=== Begin Enclosure ===
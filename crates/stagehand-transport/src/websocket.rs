//! WebSocket transport implementation using `tokio-tungstenite`.
//!
//! The stream is split into its sink and stream halves, each behind its own
//! lock, so a task blocked in [`recv`](Connection::recv) never stalls a
//! concurrent [`send`](Connection::send).

use std::net::SocketAddr;
use std::sync::atomic::{AtomicU64, Ordering};

use bytes::Bytes;
use futures_util::stream::{SplitSink, SplitStream};
use futures_util::{SinkExt, StreamExt};
use tokio::net::{TcpListener, TcpStream};
use tokio::sync::Mutex;
use tokio_tungstenite::WebSocketStream;
use tokio_tungstenite::tungstenite::Message;

use crate::{Connection, ConnectionId, Transport, TransportError};

/// Counter for generating unique connection IDs.
static NEXT_CONNECTION_ID: AtomicU64 = AtomicU64::new(1);

type WsStream = WebSocketStream<TcpStream>;

/// A WebSocket-based [`Transport`] that listens for incoming connections.
pub struct WebSocketTransport {
    listener: TcpListener,
}

impl WebSocketTransport {
    /// Binds a new WebSocket transport to the given address.
    ///
    /// Use port `0` to let the OS pick one, then read it back with
    /// [`local_addr`](Transport::local_addr).
    pub async fn bind(addr: &str) -> Result<Self, TransportError> {
        let listener = TcpListener::bind(addr)
            .await
            .map_err(TransportError::AcceptFailed)?;
        tracing::info!(addr, "WebSocket transport listening");
        Ok(Self { listener })
    }
}

impl Transport for WebSocketTransport {
    type Connection = WebSocketConnection;
    type Error = TransportError;

    async fn accept(&mut self) -> Result<Self::Connection, Self::Error> {
        let (stream, addr) = self
            .listener
            .accept()
            .await
            .map_err(TransportError::AcceptFailed)?;

        let ws = tokio_tungstenite::accept_async(stream).await.map_err(|e| {
            TransportError::AcceptFailed(std::io::Error::new(
                std::io::ErrorKind::ConnectionRefused,
                e,
            ))
        })?;

        let id = ConnectionId::new(NEXT_CONNECTION_ID.fetch_add(1, Ordering::Relaxed));
        tracing::debug!(%id, %addr, "accepted WebSocket connection");

        let (sink, stream) = ws.split();
        Ok(WebSocketConnection {
            id,
            sink: Mutex::new(sink),
            stream: Mutex::new(stream),
        })
    }

    fn local_addr(&self) -> Result<SocketAddr, Self::Error> {
        self.listener
            .local_addr()
            .map_err(TransportError::AcceptFailed)
    }
}

/// A single WebSocket connection.
pub struct WebSocketConnection {
    id: ConnectionId,
    sink: Mutex<SplitSink<WsStream, Message>>,
    stream: Mutex<SplitStream<WsStream>>,
}

fn broken_pipe(e: tokio_tungstenite::tungstenite::Error) -> TransportError {
    TransportError::SendFailed(std::io::Error::new(std::io::ErrorKind::BrokenPipe, e))
}

impl Connection for WebSocketConnection {
    type Error = TransportError;

    async fn send(&self, data: Bytes) -> Result<(), Self::Error> {
        self.sink
            .lock()
            .await
            .send(Message::Binary(data))
            .await
            .map_err(broken_pipe)
    }

    async fn recv(&self) -> Result<Option<Bytes>, Self::Error> {
        let mut stream = self.stream.lock().await;
        loop {
            match stream.next().await {
                Some(Ok(Message::Binary(data))) => return Ok(Some(data)),
                Some(Ok(Message::Text(_))) => {
                    return Err(TransportError::UnsupportedFrame("text"));
                }
                Some(Ok(Message::Close(_))) | None => return Ok(None),
                Some(Ok(_)) => continue, // ping/pong/raw frame
                Some(Err(e)) => {
                    return Err(TransportError::ReceiveFailed(std::io::Error::new(
                        std::io::ErrorKind::ConnectionReset,
                        e,
                    )));
                }
            }
        }
    }

    async fn close(&self) -> Result<(), Self::Error> {
        self.sink.lock().await.close().await.map_err(broken_pipe)
    }

    fn id(&self) -> ConnectionId {
        self.id
    }
}
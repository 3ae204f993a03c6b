//! Session management for Stagehand.
//!
//! This crate holds everything the server knows about a logged-in
//! connection that isn't about a particular stage:
//!
//! 1. **Authentication**: resolving a login token to a character
//!    ([`Authenticator`] trait)
//! 2. **Session handles**: identity, client context, outbound queue, and
//!    disconnect cancellation ([`SessionHandle`])
//! 3. **Directory**: who is logged in, server-wide ([`SessionDirectory`])
//! 4. **Fan-out**: per-recipient rendering with drop-if-full delivery
//!    ([`broadcast`])
//! 5. **Navigation and user binaries**: [`MoveStack`] and
//!    [`UserBinaryStore`]
//!
//! # How it fits in the stack
//!
//! ```text
//! Stage Layer (above)    ← keeps SessionHandles for members, fans out through them
//!     ↕
//! Session Layer (this crate)
//!     ↕
//! Protocol Layer (below) ← provides CharId, ClientContext, Packet
//! ```

#![allow(async_fn_in_trait)]

mod auth;
pub mod broadcast;
mod directory;
mod error;
mod navigation;
mod session;
mod user_binary;

pub use auth::{Authenticator, DevAuthenticator};
pub use directory::SessionDirectory;
pub use error::SessionError;
pub use navigation::MoveStack;
pub use session::{SessionConfig, SessionHandle, SessionId};
pub use user_binary::{FIRST_USER_BINARY, LAST_USER_BINARY, UserBinaryStore};
//! Per-connection handler: login, reader and writer tasks, request loop.
//!
//! Each accepted connection gets its own Tokio task running this handler.
//! The flow is:
//!   1. Receive Login → authenticate → register in the directory
//!   2. Spawn a writer draining the session's outbound queue
//!   3. Spawn a reader feeding frames into a bounded inbound queue
//!   4. Loop: decode frames → dispatch requests one at a time
//!   5. Depart: leave the stage, release the reservation, unregister
//!
//! The reader keeps watching the socket while a request is blocked in a
//! binary wait, so a disconnect is noticed and cancels the wait.

use std::sync::Arc;

use bytes::Bytes;
use stagehand_protocol::{Ack, AckHandle, ClientContext, ProtocolError, Request, encode};
use stagehand_session::{Authenticator, SessionHandle, SessionId};
use stagehand_store::CharacterStore;
use stagehand_transport::{Connection, WebSocketConnection};
use tokio::sync::mpsc;
use tokio::sync::mpsc::error::TrySendError;
use tokio_util::sync::CancellationToken;

use crate::{ServerContext, StageSession, StagehandError, dispatch};

/// A logged-in session plus whatever followed `Login` in the first frame.
struct Accepted {
    handle: Arc<SessionHandle>,
    outbound: mpsc::Receiver<Bytes>,
    pending: Vec<Request>,
}

/// Handles a single connection from accept to close.
pub(crate) async fn handle_connection<A, S>(
    conn: WebSocketConnection,
    ctx: Arc<ServerContext<S>>,
    auth: Arc<A>,
) -> Result<(), StagehandError>
where
    A: Authenticator,
    S: CharacterStore,
{
    let conn = Arc::new(conn);
    let conn_id = conn.id();
    tracing::debug!(%conn_id, "handling new connection");

    let Accepted {
        handle,
        outbound,
        pending,
    } = match login(&conn, &ctx, auth.as_ref()).await {
        Ok(accepted) => accepted,
        Err(e) => {
            let _ = conn.close().await;
            return Err(e);
        }
    };
    let char_id = handle.char_id();
    let cancel = handle.cancel_token().clone();

    let writer = tokio::spawn(write_loop(Arc::clone(&conn), outbound, cancel.clone()));
    let (inbound_tx, mut inbound) = mpsc::channel(ctx.config().inbound_queue_capacity.max(1));
    let reader = tokio::spawn(read_loop(Arc::clone(&conn), inbound_tx, cancel));

    let mut session = StageSession::new(handle);
    let result = serve(&ctx, &mut session, pending, &mut inbound).await;
    if let Err(e) = &result {
        tracing::warn!(%conn_id, %char_id, error = %e, "closing connection");
    }

    session.depart(&ctx).await;
    reader.abort();
    let _ = writer.await;
    let _ = conn.close().await;
    tracing::debug!(%conn_id, %char_id, "connection closed");
    result
}

/// Receives and validates the `Login` request.
///
/// On success the login acknowledgment is already queued on the new
/// session's outbound queue.
async fn login<A, S>(
    conn: &WebSocketConnection,
    ctx: &ServerContext<S>,
    auth: &A,
) -> Result<Accepted, StagehandError>
where
    A: Authenticator,
    S: CharacterStore,
{
    let conn_id = conn.id();
    let frame = match tokio::time::timeout(ctx.config().login_timeout, conn.recv()).await {
        Ok(Ok(Some(frame))) => frame,
        Ok(Ok(None)) => {
            return Err(ProtocolError::InvalidMessage("connection closed before login".into()).into());
        }
        Ok(Err(e)) => return Err(e.into()),
        Err(_) => {
            return Err(ProtocolError::InvalidMessage("login timed out".into()).into());
        }
    };

    let mut requests = Request::decode_all(frame)?.into_iter();
    let (ack, revision, token) = match requests.next() {
        Some(Request::Login {
            ack,
            revision,
            token,
        }) => (ack, revision, token),
        Some(other) => {
            return Err(ProtocolError::InvalidMessage(format!(
                "first request must be Login, got {other:?}"
            ))
            .into());
        }
        None => {
            return Err(ProtocolError::InvalidMessage("empty login frame".into()).into());
        }
    };

    let char_id = match auth.authenticate(&token).await {
        Ok(char_id) => char_id,
        Err(e) => {
            reject(conn, ack).await;
            return Err(e.into());
        }
    };

    let (handle, outbound) = SessionHandle::channel(
        SessionId(conn_id.into_inner()),
        char_id,
        ClientContext::new(revision),
        &ctx.config().session,
    );
    // Queued before registering so a failed registration leaves nothing
    // to undo.
    handle.send_packet(&Ack::simple_success(ack)).await?;
    if let Err(e) = ctx.directory().register(Arc::clone(&handle)).await {
        reject(conn, ack).await;
        return Err(e.into());
    }

    tracing::info!(%conn_id, %char_id, revision, "character logged in");
    Ok(Accepted {
        handle,
        outbound,
        pending: requests.collect(),
    })
}

/// Answers a refused login directly; there is no writer yet.
async fn reject(conn: &WebSocketConnection, ack: AckHandle) {
    let frame = encode(&Ack::simple_fail(ack), &ClientContext::default());
    if let Err(e) = conn.send(frame).await {
        tracing::debug!(conn_id = %conn.id(), error = %e, "failed to send login rejection");
    }
}

/// Dispatches requests until the session is cancelled or the inbound queue
/// closes.
async fn serve<S: CharacterStore>(
    ctx: &ServerContext<S>,
    session: &mut StageSession,
    pending: Vec<Request>,
    inbound: &mut mpsc::Receiver<Bytes>,
) -> Result<(), StagehandError> {
    for request in pending {
        dispatch(ctx, session, request).await?;
    }

    let cancel = session.handle().cancel_token().clone();
    loop {
        let frame = tokio::select! {
            biased;
            () = cancel.cancelled() => return Ok(()),
            frame = inbound.recv() => match frame {
                Some(frame) => frame,
                None => return Ok(()),
            },
        };
        for request in Request::decode_all(frame)? {
            dispatch(ctx, session, request).await?;
        }
    }
}

/// Drains the outbound queue onto the socket.
async fn write_loop(
    conn: Arc<WebSocketConnection>,
    mut outbound: mpsc::Receiver<Bytes>,
    cancel: CancellationToken,
) {
    loop {
        let frame = tokio::select! {
            biased;
            frame = outbound.recv() => match frame {
                Some(frame) => frame,
                None => break,
            },
            () = cancel.cancelled() => break,
        };
        if let Err(e) = conn.send(frame).await {
            tracing::debug!(conn_id = %conn.id(), error = %e, "send failed");
            break;
        }
    }
    cancel.cancel();
}

/// Moves frames from the socket into the inbound queue.
///
/// A client that outruns its request loop by a full queue is disconnected.
async fn read_loop(
    conn: Arc<WebSocketConnection>,
    inbound: mpsc::Sender<Bytes>,
    cancel: CancellationToken,
) {
    let conn_id = conn.id();
    loop {
        let received = tokio::select! {
            () = cancel.cancelled() => return,
            received = conn.recv() => received,
        };
        match received {
            Ok(Some(frame)) => match inbound.try_send(frame) {
                Ok(()) => {}
                Err(TrySendError::Full(_)) => {
                    tracing::warn!(%conn_id, "inbound queue full, disconnecting");
                    break;
                }
                Err(TrySendError::Closed(_)) => break,
            },
            Ok(None) => {
                tracing::debug!(%conn_id, "connection closed by peer");
                break;
            }
            Err(e) => {
                tracing::debug!(%conn_id, error = %e, "recv error");
                break;
            }
        }
    }
    cancel.cancel();
}
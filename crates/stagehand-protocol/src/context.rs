//! Per-connection rendering context.

/// Information about the client on the other end of a connection that a
/// message may need while rendering itself.
///
/// Every [`Packet::build`](crate::Packet::build) call receives the
/// recipient's context, so the same logical message can be encoded
/// differently for different recipients. Broadcasts therefore render once
/// per recipient rather than once per message.
#[derive(Debug, Clone, Copy, PartialEq, Eq, Default)]
pub struct ClientContext {
    /// Client build revision reported at login.
    pub revision: u16,
}

impl ClientContext {
    /// Creates a context for the given client revision.
    pub fn new(revision: u16) -> Self {
        Self { revision }
    }
}
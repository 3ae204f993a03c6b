//! Transport abstraction layer for Stagehand.
//!
//! Provides the [`Transport`] and [`Connection`] traits that abstract over
//! the network carrying the opcode frames. The server only ever sees whole
//! binary messages; one message may hold several concatenated requests.
//!
//! A [`Connection`] must allow `send` and `recv` to run concurrently from
//! different tasks: the server parks a reader task on `recv` for the whole
//! life of the connection while a writer task drains the outbound queue.
//!
//! # Feature Flags
//!
//! - `websocket` (default): WebSocket transport via `tokio-tungstenite`

#![allow(async_fn_in_trait)]

mod error;
#[cfg(feature = "websocket")]
mod websocket;

pub use error::TransportError;
#[cfg(feature = "websocket")]
pub use websocket::{WebSocketConnection, WebSocketTransport};

use std::fmt;
use std::net::SocketAddr;

use bytes::Bytes;

/// Opaque identifier for a connection.
#[derive(Debug, Clone, Copy, PartialEq, Eq, Hash)]
pub struct ConnectionId(u64);

impl ConnectionId {
    /// Creates a new `ConnectionId` from a raw `u64`.
    pub fn new(id: u64) -> Self {
        Self(id)
    }

    /// Returns the underlying `u64` value.
    pub fn into_inner(self) -> u64 {
        self.0
    }
}

impl fmt::Display for ConnectionId {
    fn fmt(&self, f: &mut fmt::Formatter<'_>) -> fmt::Result {
        write!(f, "conn-{}", self.0)
    }
}

/// Accepts new incoming connections.
pub trait Transport: Send + Sync + 'static {
    /// The connection type produced by this transport.
    type Connection: Connection;
    /// The error type for transport operations.
    type Error: std::error::Error + Send + Sync + 'static;

    /// Waits for and accepts the next incoming connection.
    async fn accept(&mut self) -> Result<Self::Connection, Self::Error>;

    /// Returns the address the transport is listening on.
    fn local_addr(&self) -> Result<SocketAddr, Self::Error>;
}

/// A single connection that can send and receive whole frames.
pub trait Connection: Send + Sync + 'static {
    /// The error type for connection operations.
    type Error: std::error::Error + Send + Sync + 'static;

    /// Sends one frame to the remote peer.
    async fn send(&self, data: Bytes) -> Result<(), Self::Error>;

    /// Receives the next frame from the remote peer.
    ///
    /// Returns `Ok(None)` when the connection is cleanly closed.
    async fn recv(&self) -> Result<Option<Bytes>, Self::Error>;

    /// Closes the connection.
    async fn close(&self) -> Result<(), Self::Error>;

    /// Returns the unique identifier for this connection.
    fn id(&self) -> ConnectionId;
}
=== End Enclosure ===
▶ [Problem statement]: Word for word, set down the lines from the beginning of the records through the line that holds "ws = tokio_tungstenite::accept_async(stream).await.map_err(|e|". Leave out the rest.

▶ [Answer to the exercise]:
filename crates/stagehand-transport/src/websocket.rs
//! WebSocket transport implementation using `tokio-tungstenite`.
//!
//! The stream is split into its sink and stream halves, each behind its own
//! lock, so a task blocked in [`recv`](Connection::recv) never stalls a
//! concurrent [`send`](Connection::send).

use std::net::SocketAddr;
use std::sync::atomic::{AtomicU64, Ordering};

use bytes::Bytes;
use futures_util::stream::{SplitSink, SplitStream};
use futures_util::{SinkExt, StreamExt};
use tokio::net::{TcpListener, TcpStream};
use tokio::sync::Mutex;
use tokio_tungstenite::WebSocketStream;
use tokio_tungstenite::tungstenite::Message;

use crate::{Connection, ConnectionId, Transport, TransportError};

/// Counter for generating unique connection IDs.
static NEXT_CONNECTION_ID: AtomicU64 = AtomicU64::new(1);

type WsStream = WebSocketStream<TcpStream>;

/// A WebSocket-based [`Transport`] that listens for incoming connections.
pub struct WebSocketTransport {
    listener: TcpListener,
}

impl WebSocketTransport {
    /// Binds a new WebSocket transport to the given address.
    ///
    /// Use port `0` to let the OS pick one, then read it back with
    /// [`local_addr`](Transport::local_addr).
    pub async fn bind(addr: &str) -> Result<Self, TransportError> {
        let listener = TcpListener::bind(addr)
            .await
            .map_err(TransportError::AcceptFailed)?;
        tracing::info!(addr, "WebSocket transport listening");
        Ok(Self { listener })
    }
}

impl Transport for WebSocketTransport {
    type Connection = WebSocketConnection;
    type Error = TransportError;

    async fn accept(&mut self) -> Result<Self::Connection, Self::Error> {
        let (stream, addr) = self
            .listener
            .accept()
            .await
            .map_err(TransportError::AcceptFailed)?;

        let ws = tokio_tungstenite::accept_async(stream).await.map_err(|e| {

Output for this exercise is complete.